As the Conservatives victoriously marched back to No. 10 last week, the FTSE 100 immediately soared and the pound leapt. Investors, then, are pretty certain that the result is good for business, but we can’t help but wonder what this means for the UK tech industry?
The consensus from industry seems broadly positive: an overwhelming 82% of UK tech entrepreneurs believe they would fare well or very well under the Conservatives, according to a survey published by TechWorld. Their three week old manifesto is packed with digital content aplenty, including promising to move more government services online, tackling digital exclusion and rolling out cross-government technology platforms, as well as pledges to deliver better mobile phone and broadband internet connections (whether these actually happen is another story). But it’s not all positive, so be warned.
It’s been on the agenda for a long time, but the Tories are confident that they can get 95% of the UK on superfast broadband by 2017. In addition, they’ve pledged £790 million of further spending to extend superfast broadband into rural areas as well as committed to leading the way in the development of 5G.
In their manifesto, the Conservatives boldly vowed to make the UK the ‘technology centre of Europe’ and pledged to continue to support the ‘rise of UK tech startups’. Digital startups in the UK are thriving, in no small part due to a positive policy environment.
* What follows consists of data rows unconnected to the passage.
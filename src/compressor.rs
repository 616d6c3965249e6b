//! Tarball compression of agent-managed directories.

use camino::{Utf8Path, Utf8PathBuf};
use tracing::debug;
use uuid::Uuid;

use crate::error::{PlatformError, PlatformResult, fs_error, runner_error};
use crate::fs::{FileSystem, HostPaths};
use crate::runner::{CommandRunner, args};

/// Archive operations exposed through [`crate::Platform::compressor`].
pub trait Compressor {
    /// Archives the contents of `dir` into a new tarball and returns its
    /// logical path.
    ///
    /// # Errors
    ///
    /// Returns [`PlatformError::Collaborator`] when `tar` fails.
    fn compress_files_in_dir(&self, dir: &Utf8Path) -> PlatformResult<Utf8PathBuf>;

    /// Extracts `tarball` into `dir`, creating `dir` when missing.
    ///
    /// # Errors
    ///
    /// Returns [`PlatformError::Collaborator`] when `tar` fails.
    fn decompress_file_to_dir(&self, tarball: &Utf8Path, dir: &Utf8Path) -> PlatformResult<()>;

    /// Removes a tarball produced by [`Self::compress_files_in_dir`].
    ///
    /// # Errors
    ///
    /// Returns [`PlatformError::Collaborator`] when removal fails.
    fn cleanup_file(&self, tarball: &Utf8Path) -> PlatformResult<()>;
}

/// [`Compressor`] shelling out to `tar`.
#[derive(Clone, Debug)]
pub struct TarballCompressor<R, F> {
    runner: R,
    fs: F,
    paths: HostPaths,
    tmp_dir: Utf8PathBuf,
}

impl<R, F> TarballCompressor<R, F> {
    /// Creates a compressor writing archives under `tmp_dir`.
    #[must_use]
    pub fn new(runner: R, fs: F, paths: HostPaths, tmp_dir: impl Into<Utf8PathBuf>) -> Self {
        Self {
            runner,
            fs,
            paths,
            tmp_dir: tmp_dir.into(),
        }
    }
}

impl<R: CommandRunner, F: FileSystem> Compressor for TarballCompressor<R, F> {
    fn compress_files_in_dir(&self, dir: &Utf8Path) -> PlatformResult<Utf8PathBuf> {
        self.fs
            .create_dir_all(&self.paths.resolve(&self.tmp_dir))
            .map_err(fs_error("create archive directory"))?;
        let tarball = self
            .tmp_dir
            .join(format!("hostkit-archive-{}.tgz", Uuid::new_v4().simple()));
        let output = self
            .runner
            .run(
                "tar",
                &args(["czf", tarball.as_str(), "-C", dir.as_str(), "."]),
            )
            .map_err(runner_error("compress", dir.as_str()))?;
        if !output.is_success() {
            return Err(PlatformError::command_failed(
                "compress",
                dir.as_str(),
                "tar",
                &output,
            ));
        }
        debug!(dir = %dir, tarball = %tarball, "compressed directory");
        Ok(tarball)
    }

    fn decompress_file_to_dir(&self, tarball: &Utf8Path, dir: &Utf8Path) -> PlatformResult<()> {
        self.fs
            .create_dir_all(&self.paths.resolve(dir))
            .map_err(fs_error("create extraction directory"))?;
        let output = self
            .runner
            .run(
                "tar",
                &args([
                    "--no-same-owner",
                    "-xzf",
                    tarball.as_str(),
                    "-C",
                    dir.as_str(),
                ]),
            )
            .map_err(runner_error("decompress", tarball.as_str()))?;
        if output.is_success() {
            Ok(())
        } else {
            Err(PlatformError::command_failed(
                "decompress",
                tarball.as_str(),
                "tar",
                &output,
            ))
        }
    }

    fn cleanup_file(&self, tarball: &Utf8Path) -> PlatformResult<()> {
        self.fs
            .remove_file(&self.paths.resolve(tarball))
            .map_err(fs_error("remove archive"))
    }
}
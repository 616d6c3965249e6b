//! Host identity key, generated on first use.

use camino::Utf8PathBuf;
use tracing::info;

use crate::error::{PlatformError, PlatformResult, runner_error};
use crate::fs::{FileSystem, HostPaths};
use crate::runner::{CommandRunner, args};

/// Persisted state of the host key.
#[derive(Clone, Debug, Eq, PartialEq)]
pub enum HostKeyState {
    /// No key has been generated yet.
    Uninitialized,
    /// The public key, trimmed.
    Ready(String),
}

/// Reads, and on first use generates, the host's RSA identity key.
#[derive(Clone, Debug)]
pub struct HostKeyStore<R, F> {
    runner: R,
    fs: F,
    paths: HostPaths,
    key_path: Utf8PathBuf,
}

impl<R: CommandRunner, F: FileSystem> HostKeyStore<R, F> {
    /// Creates a store for the private key at `key_path`; the public key
    /// lives beside it with a `.pub` suffix.
    #[must_use]
    pub fn new(runner: R, fs: F, paths: HostPaths, key_path: impl Into<Utf8PathBuf>) -> Self {
        Self {
            runner,
            fs,
            paths,
            key_path: key_path.into(),
        }
    }

    fn public_key_path(&self) -> Utf8PathBuf {
        Utf8PathBuf::from(format!("{}.pub", self.key_path))
    }

    /// Returns the current state without generating anything.
    ///
    /// # Errors
    ///
    /// Returns [`PlatformError::Read`] when the key exists but cannot be
    /// read.
    pub fn state(&self) -> PlatformResult<HostKeyState> {
        let public = self.public_key_path();
        match self.fs.read_to_string(&self.paths.resolve(&public)) {
            Ok(key) if !key.trim().is_empty() => Ok(HostKeyState::Ready(key.trim().to_owned())),
            Ok(_) => Ok(HostKeyState::Uninitialized),
            Err(err) if err.is_not_found() => Ok(HostKeyState::Uninitialized),
            Err(err) => Err(PlatformError::Read {
                path: public.into_string(),
                message: err.to_string(),
            }),
        }
    }

    /// Returns the public key, generating the key pair when absent.
    ///
    /// # Errors
    ///
    /// Returns [`PlatformError::Collaborator`] when `ssh-keygen` fails and
    /// [`PlatformError::Read`] when the generated key cannot be read back.
    pub fn public_key(&self) -> PlatformResult<String> {
        if let HostKeyState::Ready(key) = self.state()? {
            return Ok(key);
        }
        let private = self.key_path.as_str();
        let output = self
            .runner
            .run(
                "ssh-keygen",
                &args(["-t", "rsa", "-N", "", "-f", private, "-q"]),
            )
            .map_err(runner_error("generate host key", private))?;
        if !output.is_success() {
            return Err(PlatformError::command_failed(
                "generate host key",
                private,
                "ssh-keygen",
                &output,
            ));
        }
        info!(path = %self.key_path, "generated host key");
        match self.state()? {
            HostKeyState::Ready(key) => Ok(key),
            HostKeyState::Uninitialized => Err(PlatformError::Read {
                path: self.public_key_path().into_string(),
                message: String::from("key generation produced no public key"),
            }),
        }
    }
}

#[cfg(test)]
mod tests {
    use super::*;
    use crate::fs::HostFileSystem;
    use crate::test_support::ScriptedRunner;
    use tempfile::TempDir;

    const KEY: &str = "/etc/ssh/ssh_host_rsa_key";

    fn setup() -> (TempDir, HostPaths, ScriptedRunner) {
        let tmp = TempDir::new().unwrap_or_else(|err| panic!("tempdir: {err}"));
        let root = Utf8PathBuf::from_path_buf(tmp.path().to_path_buf())
            .unwrap_or_else(|path| panic!("non-utf8 tempdir {}", path.display()));
        (tmp, HostPaths::new(root), ScriptedRunner::new())
    }

    #[test]
    fn existing_key_is_returned_without_generation() {
        let (_tmp, paths, runner) = setup();
        HostFileSystem
            .write(&paths.resolve(format!("{KEY}.pub")), b"ssh-rsa AAAA host\n")
            .unwrap_or_else(|err| panic!("seed: {err}"));
        let store = HostKeyStore::new(runner.clone(), HostFileSystem, paths, KEY);

        let key = store.public_key().unwrap_or_else(|err| panic!("key: {err}"));

        assert_eq!(key, "ssh-rsa AAAA host");
        assert!(runner.invocations().is_empty());
    }

    #[test]
    fn keygen_that_writes_nothing_is_a_read_error() {
        let (_tmp, paths, runner) = setup();
        runner.push_success();
        let store = HostKeyStore::new(runner.clone(), HostFileSystem, paths, KEY);

        assert_eq!(
            store.state().unwrap_or_else(|err| panic!("state: {err}")),
            HostKeyState::Uninitialized
        );
        let err = store.public_key().expect_err("no key produced");

        assert!(matches!(err, PlatformError::Read { .. }), "{err:?}");
        assert_eq!(
            runner.commands(),
            vec![format!("ssh-keygen -t rsa -N  -f {KEY} -q")]
        );
    }

    #[test]
    fn keygen_failure_is_a_collaborator_error() {
        let (_tmp, paths, runner) = setup();
        runner.push_failure(1);
        let err = HostKeyStore::new(runner, HostFileSystem, paths, KEY)
            .public_key()
            .expect_err("keygen fails");
        assert!(matches!(err, PlatformError::Collaborator { .. }), "{err:?}");
    }
}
Their manifesto is packed with policy pledges, including bolstering growth by ‘backing the financial technology revolution’, rolling out their Help to Grow scheme, tripling the availability of start-up loans and offering tax reliefs for small to fledgling companies to help them find their feet. They will also expand the creation of new “tech incubators” – funded catapult centres which will help research and development thrive.
The Conservatives have already created 20 digital services and it looks like they will pursue roll out across government technology platforms to cut costs and improve productivity. The Coalition’s decision to open up government procurement to small companies has created huge opportunities for startup businesses and it’s reassuring that this looks set to continue.
A day after victory, returning Home Secretary Theresa May has already confirmed her intention to bring forward the Communications Data Bill as part of the Government’s radical first 100 days agenda. Commonly referred to as the Snoopers Charter, it’s essentially a carte blanche for government agencies and the police to have a look at pretty much whatever is said or done online or over the phone. As well as being (by definition) anti-privacy, the draft legislation is also arguably anti-business. The rules which any business operating a communication system will need to follow are likely to be voluminous; ranging from new standards, specified equipment and data collection techniques – so much for the so-called bonfire of red tape.
In order to assuage a potentially restive right wing, David Cameron has promised an in-out referendum within two years. It hardly needs saying that this is bad news for business; likely ushering in a period of protracted operational and regulatory uncertainty. What’s more, it comes at a time when the EU has unveiled a strategy to build a digital single market by harmonising cross-border taxes and regulation, opening up access to goods and co-operating on digital infrastructure investment.
So, what’s the verdict?
Tech companies will be encouraged by the signs of political certainty provided by the election’s outcome. The previous Coalition demonstrated a solid track record on tech and the digital economy across the UK. It’s comforting that the Conservative manifesto points towards a government which not only understands the benefits of tech but also supports industry. A new government brings with it a chance for industry to take the lead in shaping meaningful policy and ensuring tech remains high on the government agenda. So far so good.
But the task now – for industry and government alike – must be to build on this momentum. Civil servants and politicians need to be closely guided by industry on the needs of a fledgling tech world. For example, whilst it’s great that government is on the right path in terms of investment; at the same time, they run the risk of getting it wrong when it comes to the Snoopers Charter and civil liberties. It’s therefore imperative that companies work intently with government to explain what they do and how they operate – only then can we ensure that legislation is appropriate and proportionate. Clearly, the challenges which lay ahead are significant. There is no greater challenge than the European Question – a decision to leave could fell the UK’s standing as the digital leader of Europe in one stroke. Ultimately then, what the tech industry is presented with is an opportunity to engage: the fight to save our place in the single market (however imperfect it may be) will be long and exhausting – and UK tech must be poised on the frontline.